Required action
For every line of the material below, check for the string "Logger" and return the line if it is there.
--------------------------------------------------
use std::sync::Arc;

#[derive(Debug, Clone, Copy, PartialEq, Eq)]
pub enum Level {
    Info,
    Warn,
    Error,
}

pub trait Logger: Send + Sync {
    fn log(&self, level: Level, message: &str) -> Result<(), Box<dyn std::error::Error + Send + Sync>>;

    fn with_namespace(&self, namespace: &str) -> Arc<dyn Logger + Send + Sync>;

    fn info(&self, message: &str) -> Result<(), Box<dyn std::error::Error + Send + Sync>> {
        self.log(Level::Info, message)
    }

    fn warn(&self, message: &str) -> Result<(), Box<dyn std::error::Error + Send + Sync>> {
        self.log(Level::Warn, message)
    }

    fn error(&self, message: &str) -> Result<(), Box<dyn std::error::Error + Send + Sync>> {
        self.log(Level::Error, message)
    }
}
--------------------------------------------------
Task result
pub trait Logger: Send + Sync {
    fn with_namespace(&self, namespace: &str) -> Arc<dyn Logger + Send + Sync>;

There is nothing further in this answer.